この際、ドラムフィルター2から供給されたケーキが連続混練機3内に投入されてからスラリーとして排出されるまでの滞留時間は、15分であった。また、再スラリー化用水は、ドラムフィルター4で得られた洗浄濾液を導管で導いたものであり、特に液温を上昇させず、常温のものを用いた。
【0033】
次いで、連続混練機3で得られたスラリーを、ドラムフィルター(連続式の真空ドラムフィルター)4に供給し、濾過による固液分離を行ない、ケーキと濾液を得た。その後、ドラムフィルター4の上方から洗浄水を散布して、ドラムフィルター内のケーキを洗浄し、洗浄済みケーキを得た。
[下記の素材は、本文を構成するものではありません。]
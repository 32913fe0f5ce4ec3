/// Receives each rewrite the simplifier applies, in the order it applies them.
///
/// Pass `()` to [`simplify`](super::simplify::simplify) the tree without keeping a record of the
/// rewrites, as [`Expr::nth_derivative_simplified`](super::Expr::nth_derivative_simplified) does
/// after every differentiation. Pass a `Vec` to keep the record, as the `steps` command of the
/// explorer does through [`simplify_with_steps`](super::simplify::simplify_with_steps).
pub trait StepCollector<S> {
    /// Records one rewrite.
    fn push(&mut self, step: S);
}

impl<S> StepCollector<S> for () {
    #[inline]
    fn push(&mut self, _: S) {}
}

impl<S> StepCollector<S> for Vec<S> {
    #[inline]
    fn push(&mut self, step: S) {
        Vec::push(self, step);
    }
}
この際、洗浄水の量は、ケーキ100重量部(乾燥重量)当たり200重量部程度になるように調整した。なお、洗浄水としては、塩化物回収装置11における晶析法で発生した蒸留水と、系外から新たに供給される水を重量比で3:7の割合で混合したものを用いた。
ドラムフィルター4の洗浄濾液(すなわち、ケーキに由来する液分と、洗浄後の洗浄水とからなるもの)は、混練機1のスラリー化用水及び混練機3の再スラリー化用水として用いた。
【0034】
以上の処理工程において、ドラムフィルター2からの濾液と、混練機1に供給されるスラリー化用水と、混練機3に供給される再スラリー化用水と、ドラムフィルター4からの洗浄濾液と、ドラムフィルター4から回収される水洗済みケーキの各々について、塩化物イオン濃度を測定した。結果を表1に示す。
【0035】
【表1】
Figure 0003840422
【0036】
表1から、スラリー化用水及び洗浄濾液中の塩化物イオン濃度が目標値の範囲内であるため、濾液中の塩化物イオン濃度が、目標値である13重量%以上となっており、本発明の目的の一つである高塩素濃度化を達成している。
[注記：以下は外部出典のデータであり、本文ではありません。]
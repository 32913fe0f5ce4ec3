//! The expression tree.
//!
//! An expression is an [`Expr`] handle to an immutable [`Node`]. Handles are reference counted,
//! so sub-trees are shared freely between an expression and, for example, its derivative.
//!
//! # Singleton identity
//!
//! The constants `0`, `1` and `-1`, the identity function, and the named elementary functions
//! each have a canonical instance in [`crate::consts`]. Methods such as [`Expr::is_zero`] check
//! whether an expression **is** that instance, by pointer identity. They do not evaluate
//! anything, and an expression that merely evaluates to zero everywhere is not considered zero:
//!
//! ```
//! use realfn_compute::symbolic::Expr;
//!
//! assert!(Expr::zero().is_zero());
//! assert!(!Expr::constant(0.0).is_zero());
//! assert!(Expr::constant(0.0).simplify().is_zero());
//! ```
//!
//! # Strict equality
//!
//! The [`PartialEq`] implementation for [`Expr`] compares trees **structurally**: two
//! expressions are equal if they have the same shape and the same constants, regardless of
//! whether they share nodes. Structural equality never reports false positives, but it is much
//! weaker than mathematical equality; `x + x` and `2 * x` are not equal.

mod eval;
mod iter;
mod render;

use crate::consts::{COSINE, EXP, ID, LOG, MINUS_ONE, ONE, SINE, ZERO};
use std::{ops::{Add, Mul, Neg}, sync::Arc};

pub use iter::ExprIter;
pub use render::ExprFormatter;

/// A named elementary function of the bare variable.
#[derive(Debug, Clone, Copy, PartialEq, Eq, Hash)]
pub enum Named {
    /// The exponential function, `exp(x)`.
    Exp,

    /// The natural logarithm, `log(x)`.
    Log,

    /// The sine function, `sin(x)`.
    Sin,

    /// The cosine function, `cos(x)`.
    Cos,
}

impl Named {
    /// Returns the name of the function, as it is rendered.
    pub fn name(self) -> &'static str {
        match self {
            Self::Exp => "exp",
            Self::Log => "log",
            Self::Sin => "sin",
            Self::Cos => "cos",
        }
    }
}

/// A product of two factors.
///
/// Whether either factor is the zero singleton is decided once, when the product is created. A
/// product marked as zero evaluates to `0` and differentiates to the zero singleton without
/// looking at its factors.
#[derive(Debug, Clone)]
pub struct Product {
    lhs: Expr,
    rhs: Expr,
    is_zero: bool,
}

impl Product {
    /// Creates a new product of the two factors.
    pub fn new(lhs: Expr, rhs: Expr) -> Self {
        let is_zero = lhs.is_zero() || rhs.is_zero();
        Self { lhs, rhs, is_zero }
    }

    /// Returns the left-hand factor.
    pub fn lhs(&self) -> &Expr {
        &self.lhs
    }

    /// Returns the right-hand factor.
    pub fn rhs(&self) -> &Expr {
        &self.rhs
    }

    /// Returns true if either factor was the zero singleton when the product was created.
    pub fn is_zero(&self) -> bool {
        self.is_zero
    }
}

/// The flag is derived from the factors, so it does not take part in equality.
impl PartialEq for Product {
    fn eq(&self, other: &Self) -> bool {
        self.lhs == other.lhs && self.rhs == other.rhs
    }
}

/// A single node of the expression tree.
#[derive(Debug, Clone, PartialEq)]
pub enum Node {
    /// A constant function, such as `2` or `0.5`.
    Constant(f64),

    /// The identity function, `x`.
    Identity,

    /// A named elementary function, such as `sin`.
    Named(Named),

    /// The sum of two functions, `f + g`.
    Sum(Expr, Expr),

    /// The product of two functions, `f * g`.
    Product(Product),

    /// The composition of two functions, `f(g(x))`. The outer function comes first.
    Composition(Expr, Expr),

    /// The power function `x^e`, with a real exponent. Apply it to another function with
    /// [`Expr::power`].
    Power(f64),
}

/// A handle to an immutable expression tree.
///
/// For more information about this type, see the [module-level documentation](self).
#[derive(Debug, Clone, PartialEq)]
pub struct Expr(Arc<Node>);

impl Expr {
    /// Wraps the given node in a new expression.
    pub fn new(node: Node) -> Self {
        Self(Arc::new(node))
    }

    /// Returns the node at the root of this expression.
    pub fn node(&self) -> &Node {
        &self.0
    }

    /// Creates a new constant function. The result is never one of the canonical singletons; use
    /// [`Expr::zero`], [`Expr::one`] or [`Expr::minus_one`] for those.
    pub fn constant(c: f64) -> Self {
        Self::new(Node::Constant(c))
    }

    /// The zero singleton.
    pub fn zero() -> Self {
        ZERO.clone()
    }

    /// The one singleton.
    pub fn one() -> Self {
        ONE.clone()
    }

    /// The minus-one singleton.
    pub fn minus_one() -> Self {
        MINUS_ONE.clone()
    }

    /// The identity function, `x`.
    pub fn identity() -> Self {
        ID.clone()
    }

    /// The exponential function, `exp(x)`.
    pub fn exp() -> Self {
        EXP.clone()
    }

    /// The natural logarithm, `log(x)`.
    pub fn log() -> Self {
        LOG.clone()
    }

    /// The sine function, `sin(x)`.
    pub fn sin() -> Self {
        SINE.clone()
    }

    /// The cosine function, `cos(x)`.
    pub fn cos() -> Self {
        COSINE.clone()
    }

    /// Creates the sum `f + g`.
    pub fn new_sum(f: Expr, g: Expr) -> Self {
        Self::new(Node::Sum(f, g))
    }

    /// Creates the product `f * g`.
    pub fn new_product(f: Expr, g: Expr) -> Self {
        Self::new(Node::Product(Product::new(f, g)))
    }

    /// Creates the composition `f(g(x))`.
    pub fn new_composition(outer: Expr, inner: Expr) -> Self {
        Self::new(Node::Composition(outer, inner))
    }

    /// Creates the bare power function `x^e`.
    pub fn new_power(e: f64) -> Self {
        Self::new(Node::Power(e))
    }

    /// Composes this function with `inner`, producing `self(inner(x))`.
    pub fn compose(self, inner: Expr) -> Self {
        Self::new_composition(self, inner)
    }

    /// Adds `other` to this function.
    pub fn sum(self, other: Expr) -> Self {
        Self::new_sum(self, other)
    }

    /// Multiplies this function by `other`.
    pub fn product(self, other: Expr) -> Self {
        Self::new_product(self, other)
    }

    /// Raises this function to the power `e`, producing `Power(e)(self(x))`.
    pub fn power(self, e: f64) -> Self {
        Self::new_power(e).compose(self)
    }

    /// Returns true if this expression **is** the zero singleton.
    pub fn is_zero(&self) -> bool {
        Arc::ptr_eq(&self.0, &ZERO.0)
    }

    /// Returns true if this expression **is** the one singleton.
    pub fn is_one(&self) -> bool {
        Arc::ptr_eq(&self.0, &ONE.0)
    }

    /// Returns true if this expression **is** the minus-one singleton.
    pub fn is_minus_one(&self) -> bool {
        Arc::ptr_eq(&self.0, &MINUS_ONE.0)
    }

    /// If the expression is a [`Node::Constant`], returns the contained value.
    pub fn as_constant(&self) -> Option<f64> {
        match self.node() {
            Node::Constant(c) => Some(*c),
            _ => None,
        }
    }

    /// Returns an iterator that traverses the tree of expressions in left-to-right post-order
    /// (i.e. depth-first).
    pub fn post_order_iter(&self) -> ExprIter<'_> {
        ExprIter::new(self)
    }

    /// Returns the number of nodes in the tree. Shared sub-trees are counted once per occurrence.
    pub fn node_count(&self) -> usize {
        self.post_order_iter().count()
    }
}

/// Adds two [`Expr`]s together. No simplification is done.
impl Add for Expr {
    type Output = Self;

    fn add(self, rhs: Self) -> Self::Output {
        Self::new_sum(self, rhs)
    }
}

/// Multiplies two [`Expr`]s together. No simplification is done.
impl Mul for Expr {
    type Output = Self;

    fn mul(self, rhs: Self) -> Self::Output {
        Self::new_product(self, rhs)
    }
}

/// Multiplies this expression by the minus-one singleton.
impl Neg for Expr {
    type Output = Self;

    fn neg(self) -> Self::Output {
        Self::new_product(Self::minus_one(), self)
    }
}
また、水洗済みケーキの塩化物イオン濃度(0.8重量%)から算出される処理対象物(塩素バイパスダスト)の塩素除去率は、97.0重量%であり、極めて高い値が得られた。このことから、本発明の方法で得られる水洗済みケーキがセメント原料として好適に使用し得ることがわかった。
【0037】
【発明の効果】
本発明の水洗処理方法によれば、撹拌槽(混合槽)で水洗する場合と比べて水(スラリー化用水)の使用量が少なくてすむ混練機を用いているので、塩素バイパスダスト等の廃棄物を水洗処理した後の濾液中の塩素分濃度を高めることができ、晶析法による塩素分の回収工程において、必要とされるエネルギー量を削減したり、塩素分回収設備を小型化することができる。また、混練機は、撹拌槽(混合槽)等と比べて小型であるので、廃棄物の処理工場内において使用可能な空間が小さい場合等であっても、設置が可能であるなど、小型化に伴う利点を得ることができる。
【図面の簡単な説明】
【図1】本発明の塩素分を含む廃棄物の水洗処理方法の一例を示すフロー図である。
【符号の説明】
1,3 混練機
2,4 ドラムフィルター
5 散水器
6 流量調整弁
7 濾液タンク
8 流量調整弁
9 鉛回収装置
10 カルシウム回収装置
11 塩化物回収装置

Claims (1)

  1. 塩素分を含む廃棄物と、スラリー化用水とを混練機内で混合し、スラリーとするスラリー化工程(A)と、
    上記スラリーを固液分離する固液分離工程(B)と、
    上記固液分離工程(B)で得られた固形分を再度、混練機内で再スラリー化用水と混合し、スラリーとする再スラリー化工程(C)と、
    上記再スラリー化工程(C)で得られたスラリーを固液分離し、得られた固形分を洗浄用水で洗浄する洗浄工程(D)と、
    上記スラリー化工程(A)で得られる濾液の一部を、当該濾液中の塩素分を回収するために晶析法によって処理する塩化物回収工程(E)とを含む塩素分を含む廃棄物の水洗処理方法であって、
    上記スラリー化工程(A)における上記スラリー化用水の量が、上記廃棄物100重量部当たり30〜40重量部であり、
    上記固液分離工程(B)で得られた濾液の少なくとも一部を、上記スラリー化工程(A)のスラリー化用水として使用し、
    上記再スラリー化工程(C)における上記再スラリー化用水の量が、上記固液分離工程(B)で得られる固形分100重量部当たり30〜40重量部であり、
    上記洗浄工程(D)で得られた洗浄後の洗浄濾液の少なくとも一部を、上記スラリー化工程(A)のスラリー化用水及び上記再スラリー化工程(C)の再スラリー化用水として使用し、
    上記塩化物回収工程(E)で発生する蒸留水を、上記洗浄工程(D)の洗浄用水として使用することを特徴とする塩素分を含む廃棄物の水洗処理方法。